### DATA RECORDS:
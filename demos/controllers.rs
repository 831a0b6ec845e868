//! A small todo API built from two controllers.
//!
//! Run with:
//!   RUST_LOG=trellis=debug,controllers=info cargo run --example controllers
//!
//! Try:
//!   curl http://localhost:3000/todos
//!   curl -X POST http://localhost:3000/todos \
//!        -H 'content-type: application/json' \
//!        -H 'authorization: Bearer demo' \
//!        -d '{"title":"water the plants"}'
//!   curl http://localhost:3000/todos/0
//!   curl -X DELETE http://localhost:3000/todos/0 -H 'authorization: Bearer demo'
//!   curl http://localhost:3000/healthz

use std::sync::Arc;
use std::sync::atomic::{AtomicU64, Ordering};
use std::time::Instant;

use async_trait::async_trait;
use serde::{Deserialize, Serialize};
use tokio::sync::RwLock;
use tracing::info;
use tracing_subscriber::EnvFilter;
use trellis::{
    Controller, ControllerInstance, ControllerMetadata, Error, HttpError, Json, Middleware,
    MiddlewareRef, Next, Registry, Request, Responder, Router, Server, ServerConfig, Status,
    attach_controllers, attach_middlewares,
};

// ── Middleware ────────────────────────────────────────────────────────────────

/// Logs method, path and latency. One instance per request.
struct AccessLog {
    started: Instant,
}

impl Default for AccessLog {
    fn default() -> Self {
        Self { started: Instant::now() }
    }
}

#[async_trait]
impl Middleware for AccessLog {
    async fn handle(&self, req: Request, res: Responder, next: Next) -> Result<(), Error> {
        let (method, path) = (req.method(), req.path().to_owned());
        next.run(req, res.clone()).await;
        info!(
            %method,
            path = %path,
            status = res.status().unwrap_or(204),
            elapsed_us = self.started.elapsed().as_micros() as u64,
            "request"
        );
        Ok(())
    }
}

async fn require_token(req: Request, res: Responder, next: Next) -> Result<(), Error> {
    match req.header("authorization") {
        Some(token) if token.starts_with("Bearer ") => {
            next.run(req, res).await;
            Ok(())
        }
        _ => Err(HttpError::Unauthorized("missing bearer token".into()).into()),
    }
}

// ── Controllers ───────────────────────────────────────────────────────────────

#[derive(Clone, Serialize)]
struct Todo {
    id: u64,
    title: String,
    done: bool,
}

#[derive(Deserialize)]
struct NewTodo {
    title: String,
}

#[derive(Default)]
struct Todos {
    next_id: AtomicU64,
    items: RwLock<Vec<Todo>>,
}

impl Todos {
    async fn list(&self, done: Option<bool>) -> Result<Json<Vec<Todo>>, Error> {
        let items = self.items.read().await;
        Ok(Json(
            items.iter().filter(|t| done.is_none_or(|d| t.done == d)).cloned().collect(),
        ))
    }

    async fn find(&self, id: u64) -> Result<Json<Todo>, Error> {
        let items = self.items.read().await;
        items
            .iter()
            .find(|t| t.id == id)
            .cloned()
            .map(Json)
            .ok_or_else(|| HttpError::NotFound(format!("todo {id}")).into())
    }

    async fn create(&self, new: NewTodo) -> Result<Json<Todo>, Error> {
        if new.title.trim().is_empty() {
            return Err(HttpError::UnprocessableContent("title must not be empty".into()).into());
        }
        let mut items = self.items.write().await;
        if items.iter().any(|t| t.title == new.title) {
            return Err(HttpError::conflict().into());
        }
        let todo = Todo {
            id: self.next_id.fetch_add(1, Ordering::Relaxed),
            title: new.title,
            done: false,
        };
        items.push(todo.clone());
        Ok(Json(todo))
    }

    async fn complete(&self, id: u64) -> Result<Json<Todo>, Error> {
        let mut items = self.items.write().await;
        let todo = items
            .iter_mut()
            .find(|t| t.id == id)
            .ok_or_else(|| HttpError::NotFound(format!("todo {id}")))?;
        todo.done = true;
        Ok(Json(todo.clone()))
    }

    async fn remove(&self, id: u64) -> Result<(), Error> {
        let mut items = self.items.write().await;
        let before = items.len();
        items.retain(|t| t.id != id);
        if items.len() == before {
            return Err(HttpError::NotFound(format!("todo {id}")).into());
        }
        Ok(())
    }
}

impl Controller for Todos {
    fn describe(meta: &mut ControllerMetadata<Self>) {
        meta.base_path("/todos");

        meta.action("list", |this: Arc<Self>, args| async move { this.list(args.value(0)?).await })
            .get("/")
            .query(0, "done");

        meta.action("find", |this: Arc<Self>, args| async move { this.find(args.value(0)?).await })
            .get("/{id}")
            .path_param(0, "id");

        meta.action("create", |this: Arc<Self>, args| async move {
            this.create(args.value(0)?).await
        })
        .middleware(MiddlewareRef::function(require_token))
        .post("/")
        .body(0)
        .status(Status::Created);

        meta.action("complete", |this: Arc<Self>, args| async move {
            this.complete(args.value(0)?).await
        })
        .patch("/{id}/done")
        .path_param(0, "id");

        meta.action("remove", |this: Arc<Self>, args| async move { this.remove(args.value(0)?).await })
            .delete("/{id}")
            .path_param(0, "id");
    }
}

struct Health;

impl Controller for Health {
    fn describe(meta: &mut ControllerMetadata<Self>) {
        meta.action("live", |_this: Arc<Self>, _args| async { Ok::<_, Error>("ok") })
            .get("/healthz");
    }
}

#[tokio::main]
async fn main() -> Result<(), Error> {
    tracing_subscriber::fmt()
        .with_env_filter(EnvFilter::try_from_default_env().unwrap_or_else(|_| EnvFilter::new("info")))
        .init();

    let config = ServerConfig::from_env()?;

    let mut registry = Registry::new();
    registry.attach_middleware::<Todos>(Some("remove"), MiddlewareRef::function(require_token));

    let app = attach_middlewares(Router::with_options(config.router), vec![MiddlewareRef::of::<AccessLog>()]);
    let app = attach_controllers(app, registry, vec![
        ControllerInstance::of::<Todos>(),
        ControllerInstance::new(Health),
    ])
    .await?;

    Server::new(config).serve(app).await
}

### WHAT IS EXPECTED:
Nothing in the data may be left out; copy every line exactly.

### OUTPUT OF THE TASK:
filename demos/controllers.rs
repository 831a0b6ec845e868
//! A small todo API built from two controllers.
//!
//! Run with:
//!   RUST_LOG=trellis=debug,controllers=info cargo run --example controllers
//!
//! Try:
//!   curl http://localhost:3000/todos
//!   curl -X POST http://localhost:3000/todos \
//!        -H 'content-type: application/json' \
//!        -H 'authorization: Bearer demo' \
//!        -d '{"title":"water the plants"}'
//!   curl http://localhost:3000/todos/0
//!   curl -X DELETE http://localhost:3000/todos/0 -H 'authorization: Bearer demo'
//!   curl http://localhost:3000/healthz

use std::sync::Arc;
use std::sync::atomic::{AtomicU64, Ordering};
use std::time::Instant;

use async_trait::async_trait;
use serde::{Deserialize, Serialize};
use tokio::sync::RwLock;
use tracing::info;
use tracing_subscriber::EnvFilter;
use trellis::{
    Controller, ControllerInstance, ControllerMetadata, Error, HttpError, Json, Middleware,
    MiddlewareRef, Next, Registry, Request, Responder, Router, Server, ServerConfig, Status,
    attach_controllers, attach_middlewares,
};

// ── Middleware ────────────────────────────────────────────────────────────────

/// Logs method, path and latency. One instance per request.
struct AccessLog {
    started: Instant,
}

impl Default for AccessLog {
    fn default() -> Self {
        Self { started: Instant::now() }
    }
}

#[async_trait]
impl Middleware for AccessLog {
    async fn handle(&self, req: Request, res: Responder, next: Next) -> Result<(), Error> {
        let (method, path) = (req.method(), req.path().to_owned());
        next.run(req, res.clone()).await;
        info!(
            %method,
            path = %path,
            status = res.status().unwrap_or(204),
            elapsed_us = self.started.elapsed().as_micros() as u64,
            "request"
        );
        Ok(())
    }
}

async fn require_token(req: Request, res: Responder, next: Next) -> Result<(), Error> {
    match req.header("authorization") {
        Some(token) if token.starts_with("Bearer ") => {
            next.run(req, res).await;
            Ok(())
        }
        _ => Err(HttpError::Unauthorized("missing bearer token".into()).into()),
    }
}

// ── Controllers ───────────────────────────────────────────────────────────────

#[derive(Clone, Serialize)]
struct Todo {
    id: u64,
    title: String,
    done: bool,
}

#[derive(Deserialize)]
struct NewTodo {
    title: String,
}

#[derive(Default)]
struct Todos {
    next_id: AtomicU64,
    items: RwLock<Vec<Todo>>,
}

impl Todos {
    async fn list(&self, done: Option<bool>) -> Result<Json<Vec<Todo>>, Error> {
        let items = self.items.read().await;
        Ok(Json(
            items.iter().filter(|t| done.is_none_or(|d| t.done == d)).cloned().collect(),
        ))
    }

    async fn find(&self, id: u64) -> Result<Json<Todo>, Error> {
        let items = self.items.read().await;
        items
            .iter()
            .find(|t| t.id == id)
            .cloned()
            .map(Json)
            .ok_or_else(|| HttpError::NotFound(format!("todo {id}")).into())
    }

    async fn create(&self, new: NewTodo) -> Result<Json<Todo>, Error> {
        if new.title.trim().is_empty() {
            return Err(HttpError::UnprocessableContent("title must not be empty".into()).into());
        }
        let mut items = self.items.write().await;
        if items.iter().any(|t| t.title == new.title) {
            return Err(HttpError::conflict().into());
        }
        let todo = Todo {
            id: self.next_id.fetch_add(1, Ordering::Relaxed),
            title: new.title,
            done: false,
        };
        items.push(todo.clone());
        Ok(Json(todo))
    }

    async fn complete(&self, id: u64) -> Result<Json<Todo>, Error> {
        let mut items = self.items.write().await;
        let todo = items
            .iter_mut()
            .find(|t| t.id == id)
            .ok_or_else(|| HttpError::NotFound(format!("todo {id}")))?;
        todo.done = true;
        Ok(Json(todo.clone()))
    }

    async fn remove(&self, id: u64) -> Result<(), Error> {
        let mut items = self.items.write().await;
        let before = items.len();
        items.retain(|t| t.id != id);
        if items.len() == before {
            return Err(HttpError::NotFound(format!("todo {id}")).into());
        }
        Ok(())
    }
}

impl Controller for Todos {
    fn describe(meta: &mut ControllerMetadata<Self>) {
        meta.base_path("/todos");

        meta.action("list", |this: Arc<Self>, args| async move { this.list(args.value(0)?).await })
            .get("/")
            .query(0, "done");

        meta.action("find", |this: Arc<Self>, args| async move { this.find(args.value(0)?).await })
            .get("/{id}")
            .path_param(0, "id");

        meta.action("create", |this: Arc<Self>, args| async move {
            this.create(args.value(0)?).await
        })
        .middleware(MiddlewareRef::function(require_token))
        .post("/")
        .body(0)
        .status(Status::Created);

        meta.action("complete", |this: Arc<Self>, args| async move {
            this.complete(args.value(0)?).await
        })
        .patch("/{id}/done")
        .path_param(0, "id");

        meta.action("remove", |this: Arc<Self>, args| async move { this.remove(args.value(0)?).await })
            .delete("/{id}")
            .path_param(0, "id");
    }
}

struct Health;

impl Controller for Health {
    fn describe(meta: &mut ControllerMetadata<Self>) {
        meta.action("live", |_this: Arc<Self>, _args| async { Ok::<_, Error>("ok") })
            .get("/healthz");
    }
}

#[tokio::main]
async fn main() -> Result<(), Error> {
    tracing_subscriber::fmt()
        .with_env_filter(EnvFilter::try_from_default_env().unwrap_or_else(|_| EnvFilter::new("info")))
        .init();

    let config = ServerConfig::from_env()?;

    let mut registry = Registry::new();
    registry.attach_middleware::<Todos>(Some("remove"), MiddlewareRef::function(require_token));

    let app = attach_middlewares(Router::with_options(config.router), vec![MiddlewareRef::of::<AccessLog>()]);
    let app = attach_controllers(app, registry, vec![
        ControllerInstance::of::<Todos>(),
        ControllerInstance::new(Health),
    ])
    .await?;

    Server::new(config).serve(app).await
}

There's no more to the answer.